Below is the transcription of the interview. These transcriptions, powered by Speechpad, have been lightly edited and may contain small errors from reproduction:
Matthew Blake: Hello, and welcome to “Houses in Motion,” Housing Wire Daily’s weekly look at the U.S. real estate market. For our second episode I’m tackling an important subject that is, well, real estate-adjacent, I would say. And that’s the life and times of the appraiser. Appraisers have made national headlines the past year for the wrong reasons. Stories in The New York Times and Chicago Public Radio reported instances of racial discrimination in how appraisers value homes. What do those incriminating stories suggest about the appraiser profession as a whole?
We seek answers by talking to Jonathan Miller. For 35 years, Jonathan has been a real estate appraiser himself with Miller Samuel, valuing homes in Connecticut and New York. He’s also one of the most respected voices in appraisal, and for that matter, providing information about the real estate market. In my time as a real estate reporter I’ve come to rely on Jonathan, not just for the monthly market reports his firm publishes but in ability to place those numbers in a historic context. Jonathan is one of my most enjoyable and illuminating sources to talk to and I hope that after this conversation you’ll see what I mean.
Jonathan, why don’t you talk a little bit about yourself and kind of explain what an appraiser is?
Jonathan Miller: Sure. Like you said, I’m a real estate appraiser. My company is called Miller Samuel. We’ve been in business since 1986 so I’m ancient and I think that reflects the industry. Our industry, appraisers are aging out, although we have people in our company far younger than me. I’m the oldest by far. But, you know, that’s one of the things that is concerning about the industry is the ability to track new talent, you know, younger talent into the industry and it’s been…the last decade or so there’s been a lot of turmoil.
When we think about what an appraiser does, we provide value opinions on property as of certain moments in time. So, you know, I think the most commonly understood use of an appraiser’s services is in a mortgage where someone’s buying a property or refinancing a property they own and a lender has the appraiser go out and come up with a value and then the lender makes an underwriting decision based on that valuation. It may or may not agree with the purchase price or may or may not agree with what the borrower thinks their home is worth. As we know, home values are wildly personal to many, including myself. And so, you know, that gets complicated.

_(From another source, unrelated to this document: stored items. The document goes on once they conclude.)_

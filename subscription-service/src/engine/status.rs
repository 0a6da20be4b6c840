//! Subscription status state machine.
//!
//! Every transition is a compare-and-write keyed on the status read just
//! before it. A miss means another writer moved the subscription first and is
//! reported as `TransitionOutcome::Skipped`, with no event and no orders.

use crate::engine::EngineDeps;
use crate::models::{
    CreateSubscription, EventEnvelope, NewPeriod, PeriodCascade, PeriodStatus, Stamp,
    StatusChange, Subscription, SubscriptionEvent, SubscriptionEventPayload, SubscriptionPeriod,
    SubscriptionStatus,
};
use crate::services::metrics::record_status_transition;
use crate::services::store::StatusChangeResult;
use crate::services::OrderCommand;
use chrono::{DateTime, Utc};
use service_core::error::AppError;
use std::fmt;
use std::str::FromStr;
use uuid::Uuid;

use crate::models::SubscriptionStatus::{Active, Cancelled, Deactivated, Pending, Suspended};

#[derive(Debug, Clone, Copy, PartialEq, Eq, Hash)]
pub enum Transition {
    Activate,
    Cancel,
    Uncancel,
    Suspend,
    Reactivate,
    Deactivate,
}

impl Transition {
    pub const ALL: [Transition; 6] = [
        Transition::Activate,
        Transition::Cancel,
        Transition::Uncancel,
        Transition::Suspend,
        Transition::Reactivate,
        Transition::Deactivate,
    ];

    pub fn as_str(&self) -> &'static str {
        match self {
            Transition::Activate => "activate",
            Transition::Cancel => "cancel",
            Transition::Uncancel => "uncancel",
            Transition::Suspend => "suspend",
            Transition::Reactivate => "reactivate",
            Transition::Deactivate => "deactivate",
        }
    }

    /// Statuses this transition may start from.
    pub fn allowed_from(&self) -> &'static [SubscriptionStatus] {
        match self {
            Transition::Activate => &[Pending, Cancelled, Suspended],
            Transition::Cancel => &[Active],
            Transition::Uncancel => &[Cancelled],
            Transition::Suspend => &[Pending, Active, Cancelled],
            Transition::Reactivate => &[Pending, Cancelled, Suspended, Deactivated],
            Transition::Deactivate => &[Pending, Active, Cancelled, Suspended],
        }
    }

    pub fn target(&self) -> SubscriptionStatus {
        match self {
            Transition::Activate | Transition::Uncancel | Transition::Reactivate => Active,
            Transition::Cancel => Cancelled,
            Transition::Suspend => Suspended,
            Transition::Deactivate => Deactivated,
        }
    }

    pub fn is_allowed_from(&self, status: SubscriptionStatus) -> bool {
        self.allowed_from().contains(&status)
    }

    fn event(&self, payload: SubscriptionEventPayload) -> SubscriptionEvent {
        match self {
            Transition::Activate => SubscriptionEvent::Activated(payload),
            Transition::Cancel => SubscriptionEvent::Cancelled(payload),
            Transition::Uncancel => SubscriptionEvent::Uncancelled(payload),
            Transition::Suspend => SubscriptionEvent::Suspended(payload),
            Transition::Reactivate => SubscriptionEvent::Reactivated(payload),
            Transition::Deactivate => SubscriptionEvent::Deactivated(payload),
        }
    }
}

impl fmt::Display for Transition {
    fn fmt(&self, f: &mut fmt::Formatter<'_>) -> fmt::Result {
        f.write_str(self.as_str())
    }
}

impl FromStr for Transition {
    type Err = AppError;

    fn from_str(s: &str) -> Result<Self, Self::Err> {
        Transition::ALL
            .into_iter()
            .find(|t| t.as_str() == s)
            .ok_or_else(|| AppError::BadRequest(anyhow::anyhow!("Unknown transition: {}", s)))
    }
}

#[derive(Debug, Clone, PartialEq)]
pub enum TransitionOutcome {
    Applied(Subscription),
    Skipped,
}

/// Status transitions, subscription creation and their side effects.
#[derive(Clone)]
pub struct StatusEngine {
    deps: EngineDeps,
}

impl StatusEngine {
    pub fn new(deps: EngineDeps) -> Self {
        Self { deps }
    }

    /// Create a PENDING subscription with its first period and order it.
    #[tracing::instrument(skip(self, input), fields(user_id = %input.user_id, offer_id = %input.offer_id))]
    pub async fn create(
        &self,
        input: &CreateSubscription,
        now: DateTime<Utc>,
    ) -> Result<(Subscription, SubscriptionPeriod), AppError> {
        let plan = self
            .deps
            .store
            .get_plan_for_offer(input.offer_id)
            .await?
            .ok_or_else(|| {
                AppError::BadRequest(anyhow::anyhow!("Unknown offer {}", input.offer_id))
            })?;

        if let Some(parent_id) = input.parent_id {
            let parent = self
                .deps
                .store
                .get_subscription(parent_id)
                .await?
                .ok_or_else(|| {
                    AppError::BadRequest(anyhow::anyhow!("Parent subscription {} not found", parent_id))
                })?;
            if !parent.is_root() {
                return Err(AppError::BadRequest(anyhow::anyhow!(
                    "Parent subscription {} is itself a child line",
                    parent_id
                )));
            }
        }

        let ends_at = plan.period_end(input.starts_at)?;
        let (subscription, period) = self.deps.store.create_subscription(input, ends_at).await?;

        tracing::info!(
            subscription_id = %subscription.subscription_id,
            period_id = %period.period_id,
            "Subscription created"
        );

        self.publish(
            SubscriptionEvent::Created(SubscriptionEventPayload::from(&subscription)),
            now,
        )
        .await;
        self.deps
            .orders
            .dispatch(OrderCommand::RenewPlan {
                user_id: subscription.user_id,
                offer_id: period.offer_id,
                subscription_id: subscription.subscription_id,
                period_id: period.period_id,
            })
            .await;

        Ok((subscription, period))
    }

    /// Operator entry point: absent subscriptions are `NotFound`, a status
    /// that does not allow the transition is a `Conflict`.
    pub async fn request(
        &self,
        subscription_id: Uuid,
        transition: Transition,
        now: DateTime<Utc>,
    ) -> Result<Subscription, AppError> {
        let subscription = self.load(subscription_id).await?;
        if !transition.is_allowed_from(subscription.status) {
            return Err(AppError::Conflict(anyhow::anyhow!(
                "Cannot {} a subscription that is {}",
                transition,
                subscription.status.as_str()
            )));
        }

        match self.apply_to(&subscription, transition, now).await? {
            TransitionOutcome::Applied(updated) => Ok(updated),
            TransitionOutcome::Skipped => Err(AppError::Conflict(anyhow::anyhow!(
                "Subscription {} changed concurrently",
                subscription_id
            ))),
        }
    }

    /// Load the subscription and apply `transition` if its status allows it.
    pub async fn apply(
        &self,
        subscription_id: Uuid,
        transition: Transition,
        now: DateTime<Utc>,
    ) -> Result<TransitionOutcome, AppError> {
        let subscription = self.load(subscription_id).await?;
        self.apply_to(&subscription, transition, now).await
    }

    /// Apply `transition` to `subscription` as it was read; the write matches
    /// only while the stored status is still `subscription.status`.
    #[tracing::instrument(skip(self, subscription), fields(subscription_id = %subscription.subscription_id, transition = %transition))]
    pub async fn apply_to(
        &self,
        subscription: &Subscription,
        transition: Transition,
        now: DateTime<Utc>,
    ) -> Result<TransitionOutcome, AppError> {
        if !transition.is_allowed_from(subscription.status) {
            record_status_transition(transition.as_str(), "skipped");
            return Ok(TransitionOutcome::Skipped);
        }

        let change = self.change_for(subscription, transition, now).await?;
        let Some(result) = self.deps.store.apply_status_change(&change).await? else {
            tracing::info!(
                expected = subscription.status.as_str(),
                "Status changed concurrently, transition skipped"
            );
            record_status_transition(transition.as_str(), "skipped");
            return Ok(TransitionOutcome::Skipped);
        };

        record_status_transition(transition.as_str(), "applied");
        tracing::info!(
            from = subscription.status.as_str(),
            to = result.subscription.status.as_str(),
            periods_changed = result.periods.len(),
            "Subscription status changed"
        );

        self.publish(
            transition.event(SubscriptionEventPayload::from(&result.subscription)),
            now,
        )
        .await;
        self.dispatch_cascade(transition, &result).await;

        Ok(TransitionOutcome::Applied(result.subscription))
    }

    async fn change_for(
        &self,
        subscription: &Subscription,
        transition: Transition,
        now: DateTime<Utc>,
    ) -> Result<StatusChange, AppError> {
        let mut change = StatusChange::new(
            subscription.subscription_id,
            vec![subscription.status],
            transition.target(),
        );

        match transition {
            Transition::Activate => {
                change.activated_at = Stamp::Set(now);
            }
            Transition::Cancel => {
                change.canceled_at = Stamp::Set(now);
                change.periods = PeriodCascade::CancelPending { after: Some(now) };
            }
            Transition::Uncancel => {
                change.canceled_at = Stamp::Clear;
                change.periods = PeriodCascade::Reinstate { after: now };
            }
            Transition::Suspend => {
                change.suspended_at = Stamp::Set(now);
                change.periods = PeriodCascade::CancelPending { after: Some(now) };
            }
            Transition::Reactivate => {
                change.canceled_at = Stamp::Clear;
                change.suspended_at = Stamp::Clear;
                change.deactivated_at = Stamp::Clear;
                // A fresh period replaces whatever was cancelled; reinstating
                // those as well would overlap it.
                if subscription.current_period_id.is_none() {
                    change.start_period = Some(self.fresh_period(subscription, now).await?);
                } else {
                    change.periods = PeriodCascade::Reinstate { after: now };
                }
            }
            Transition::Deactivate => {
                change.deactivated_at = Stamp::Set(now);
                change.clear_current_period = true;
                change.periods = PeriodCascade::CancelPending { after: None };
            }
        }

        Ok(change)
    }

    async fn fresh_period(
        &self,
        subscription: &Subscription,
        now: DateTime<Utc>,
    ) -> Result<NewPeriod, AppError> {
        let plan = self
            .deps
            .store
            .get_plan_for_offer(subscription.offer_id)
            .await?
            .ok_or_else(|| {
                AppError::Conflict(anyhow::anyhow!(
                    "Offer {} has no plan to start a period with",
                    subscription.offer_id
                ))
            })?;

        Ok(NewPeriod {
            subscription_id: subscription.subscription_id,
            offer_id: subscription.offer_id,
            starts_at: now,
            ends_at: plan.period_end(now)?,
        })
    }

    async fn dispatch_cascade(&self, transition: Transition, result: &StatusChangeResult) {
        let subscription = &result.subscription;

        if transition == Transition::Deactivate {
            self.deps
                .orders
                .dispatch(OrderCommand::DeactivatePlan {
                    user_id: subscription.user_id,
                    subscription_id: subscription.subscription_id,
                })
                .await;
        }

        for period in &result.periods {
            match period.status {
                PeriodStatus::Cancelled => self.abort_orders(period).await,
                PeriodStatus::Pending => {
                    self.deps
                        .orders
                        .dispatch(OrderCommand::RenewPlan {
                            user_id: subscription.user_id,
                            offer_id: period.offer_id,
                            subscription_id: subscription.subscription_id,
                            period_id: period.period_id,
                        })
                        .await
                }
                _ => {}
            }
        }
    }

    async fn abort_orders(&self, period: &SubscriptionPeriod) {
        let orders = match self.deps.store.list_orders_for_period(period.period_id).await {
            Ok(orders) => orders,
            Err(e) => {
                tracing::error!(period_id = %period.period_id, error = %e, "Failed to list orders to abort");
                return;
            }
        };

        for order in orders {
            self.deps
                .orders
                .dispatch(OrderCommand::AbortIfActive {
                    order_id: order.order_id,
                })
                .await;
        }
    }

    async fn publish(&self, event: SubscriptionEvent, now: DateTime<Utc>) {
        self.deps.events.publish(EventEnvelope::new(event, now)).await;
    }

    async fn load(&self, subscription_id: Uuid) -> Result<Subscription, AppError> {
        self.deps
            .store
            .get_subscription(subscription_id)
            .await?
            .ok_or_else(|| AppError::NotFound(anyhow::anyhow!("Subscription not found")))
    }
}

In a perfect world the appraiser should be able to operate independently without pressure to, you know, sort of “hit a number” which was the default world that many appraisers found themselves in during the financial crisis, the housing bubble where, you know, a borrower just had to have a pulse or fog a mirror to get a mortgage. I had an appraiser colleague of mine tell me a long time ago, he said during that era, “Everybody’s smarter than you. Everybody knows the number already.” You know, the buyer, the seller, the mortgage broker that’s going to get a commission, the brokers that are going to get a commission. Everybody knows the number and you’re last to the party and you can be very disruptive. You know, so the industry is pretty challenging in that regard and, unfortunately, and we can get into it but unfortunately, the industry and on the ground appraisers are often left twisting in the wind when the people that are going after them don’t even understand what we do.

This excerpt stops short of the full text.